Bedeutung der Kopenhagen-Verbindung

Jákup Sverri Kass leitet den Flughafen Sonderburg seit dem 15. Januar 2024.

Die Verbindung zwischen Sonderburg und Kopenhagen bildet nach Aussage des Flughafenchefs weiterhin das Rückgrat des Flugbetriebs. Der Flughafen bietet Abflüge an allen Wochentagen und bis zu vier täglichen Verbindungen an Werktagen. 

Auch an Wochenenden starten ein- bis zweimal täglich Maschinen nach Kopenhagen. Diese Dichte an Verbindungen nutzen sowohl Urlaubsreisende als auch Geschäftsleute aus der Region und aus Norddeutschland. 

Dabei spiele auch der Ferienpark „Center Parcs Nordborg Resort“ eine Rolle, der zusätzliche Gäste in die Region zieht. Parallel dazu steigt die Zahl der Geschäftsreisenden, die Sonderburg als An- und Abreisepunkt nutzen. 

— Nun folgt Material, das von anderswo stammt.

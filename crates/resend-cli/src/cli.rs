use std::path::PathBuf;

use clap::{Parser, Subcommand};

/// Inspect and re-send failed build notifications.
#[derive(Debug, Parser)]
#[command(name = "resend", version, about)]
pub struct Args {
    /// Fleet state file (projects, builds, pending records, delivery configs).
    #[arg(long, short = 'f', env = "RESEND_FLEET_FILE", default_value = "fleet.json")]
    pub fleet_file: PathBuf,

    /// Emit logs as JSON lines.
    #[arg(long, env = "RESEND_LOG_JSON")]
    pub log_json: bool,

    #[command(subcommand)]
    pub command: Command,
}

#[derive(Debug, Subcommand)]
pub enum Command {
    /// Refresh and print a summary of the pending notifications.
    Status,

    /// Refresh and print the modules awaiting resend.
    Modules {
        /// List every pending version instead of one version per module.
        #[arg(long)]
        all_versions: bool,
    },

    /// Refresh, re-send everything pending, and print the replay report.
    Replay {
        /// Print the batches that would be sent, without contacting any endpoint.
        #[arg(long)]
        dry_run: bool,
    },
}
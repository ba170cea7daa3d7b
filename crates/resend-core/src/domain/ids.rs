//! snapshot / replay の ID。ログ上で「どの snapshot を replay したか」を追うために使う。
//!
//! `SnapshotId` と `ReplayId` は同じ `Id<T>` だが型としては混同できない。

use serde::{Deserialize, Serialize};
use std::fmt;
use std::marker::PhantomData;
use ulid::Ulid;

/// Display 用のプレフィックスを与えるマーカー。
pub trait IdMarker: Send + Sync + 'static {
    fn prefix() -> &'static str;
}

#[repr(transparent)]
#[derive(Debug, Clone, Copy, PartialEq, Eq, Hash, PartialOrd, Ord, Serialize, Deserialize)]
pub struct Id<T: IdMarker> {
    ulid: Ulid,
    #[serde(skip)]
    _marker: PhantomData<T>,
}

impl<T: IdMarker> Id<T> {
    pub fn from_ulid(ulid: Ulid) -> Self {
        Self {
            ulid,
            _marker: PhantomData,
        }
    }

    pub fn as_ulid(&self) -> Ulid {
        self.ulid
    }
}

impl<T: IdMarker> From<Ulid> for Id<T> {
    fn from(ulid: Ulid) -> Self {
        Self::from_ulid(ulid)
    }
}

impl<T: IdMarker> fmt::Display for Id<T> {
    fn fmt(&self, f: &mut fmt::Formatter<'_>) -> fmt::Result {
        write!(f, "{}{}", T::prefix(), self.ulid)
    }
}

#[derive(Debug, Clone, Copy, PartialEq, Eq, Hash, PartialOrd, Ord)]
pub enum Snapshot {}

impl IdMarker for Snapshot {
    fn prefix() -> &'static str {
        "snapshot-"
    }
}

#[derive(Debug, Clone, Copy, PartialEq, Eq, Hash, PartialOrd, Ord)]
pub enum Replay {}

impl IdMarker for Replay {
    fn prefix() -> &'static str {
        "replay-"
    }
}

/// Identifier of one registry refresh pass.
pub type SnapshotId = Id<Snapshot>;

/// Identifier of one administrator-triggered replay run.
pub type ReplayId = Id<Replay>;
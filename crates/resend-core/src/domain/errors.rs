//! Errors - エラー型と分類
//!
//! ResendError は refresh / replay の内部でだけ発生し、project 単位で
//! 捕捉されます。fleet 全体の操作を中断させるエラーはありません。

use thiserror::Error;

/// ErrorKind は運用上の分類（ログのフィールドに使う）
///
/// - Transient: 一時的なエラー（次回の replay で解消しうる）
/// - Permanent: 恒久的なエラー（設定の修正が必要）
/// - Infrastructure: host / IO の障害
#[derive(Debug, Clone, Copy, PartialEq, Eq)]
pub enum ErrorKind {
    Transient,
    Permanent,
    Infrastructure,
}

#[derive(Debug, Error)]
pub enum ResendError {
    #[error("host error: {0}")]
    Host(String),

    #[error("failed to aggregate project '{project}': {source}")]
    Aggregation {
        project: String,
        #[source]
        source: Box<ResendError>,
    },

    #[error("failed to build sender for project '{project}': {source}")]
    SenderConstruction {
        project: String,
        #[source]
        source: Box<ResendError>,
    },

    #[error("failed to send notifications of build {build}: {source}")]
    Send {
        build: String,
        #[source]
        source: Box<ResendError>,
    },

    #[error("delivery rejected: {0}")]
    Delivery(String),

    #[error("invalid delivery config: {0}")]
    InvalidConfig(String),

    #[error("http error: {0}")]
    Http(#[from] reqwest::Error),

    #[error("json error: {0}")]
    Json(#[from] serde_json::Error),

    #[error("io error: {0}")]
    Io(#[from] std::io::Error),
}

impl ResendError {
    pub fn aggregation(project: impl Into<String>, source: ResendError) -> Self {
        Self::Aggregation {
            project: project.into(),
            source: Box::new(source),
        }
    }

    pub fn sender_construction(project: impl Into<String>, source: ResendError) -> Self {
        Self::SenderConstruction {
            project: project.into(),
            source: Box::new(source),
        }
    }

    pub fn send(build: impl ToString, source: ResendError) -> Self {
        Self::Send {
            build: build.to_string(),
            source: Box::new(source),
        }
    }

    pub fn kind(&self) -> ErrorKind {
        match self {
            Self::Aggregation { source, .. }
            | Self::SenderConstruction { source, .. }
            | Self::Send { source, .. } => source.kind(),
            Self::Delivery(_) | Self::Http(_) => ErrorKind::Transient,
            Self::InvalidConfig(_) | Self::Json(_) => ErrorKind::Permanent,
            Self::Host(_) | Self::Io(_) => ErrorKind::Infrastructure,
        }
    }
}
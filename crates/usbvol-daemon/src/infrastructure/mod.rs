//! Infrastructure layer for the daemon.
//!
//! Contains OS-facing adapters: input devices, the network session to
//! HQPlayer, and configuration file storage.
//!
//! # Sub-modules
//!
//! - **`input_device`** – Locating the knob and draining its key presses.
//!   The evdev implementation is compiled on Linux only; mock
//!   implementations are always available for tests.
//!
//! - **`remote`** – TCP client for the HQPlayer control interface.  Runs as
//!   a background task so the controller never waits on the network.
//!
//! - **`storage`** – Reading `/etc/default/usbvol`.

pub mod input_device;
pub mod remote;
pub mod storage;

„Es stellt keine Überraschung dar, dass die getätigten Investitionen in die Tourismusentwicklung, die Eröffnung des Center Parcs Nordborg Resort und die wachsende Zahl an Geschäftsreisenden zu unserem Wachstum beitragen“, so Jákup Sverri Kass.

Blick auf 2026 und Modernisierung

Für 2026 rechnet der Flughafen wegen weniger direkter Charterabflüge mit einem herausfordernden Jahr. Gleichzeitig erwartet die Flughafenleitung weiteres Wachstum auf der Strecke zwischen Sonderburg und Kopenhagen. 

Parallel zum Verkehrsausbau modernisiert der Flughafen seine Infrastruktur. Ein zentrales Projekt stellt das erste digitale Kontrollturm-System im dänischen Reichsverbund dar, das der Flughafen in Kürze in Betrieb nimmt. Geplant ist eine Inbetriebnahme für Februar oder März. 

„Gemeinsam mit SAAB und dänischen Zulieferern freut sich das Team sehr auf den Wechsel vom bisherigen klassischen Tower zu einem hochmodernen digitalen Tower“, so Jákup Sverri Kass. Die Luftfahrtbehörde sei in diesem Prozess als wichtiger Partner dabei, „und das gesamte Team blickt der offiziellen Eröffnung mit großer Freude entgegen“.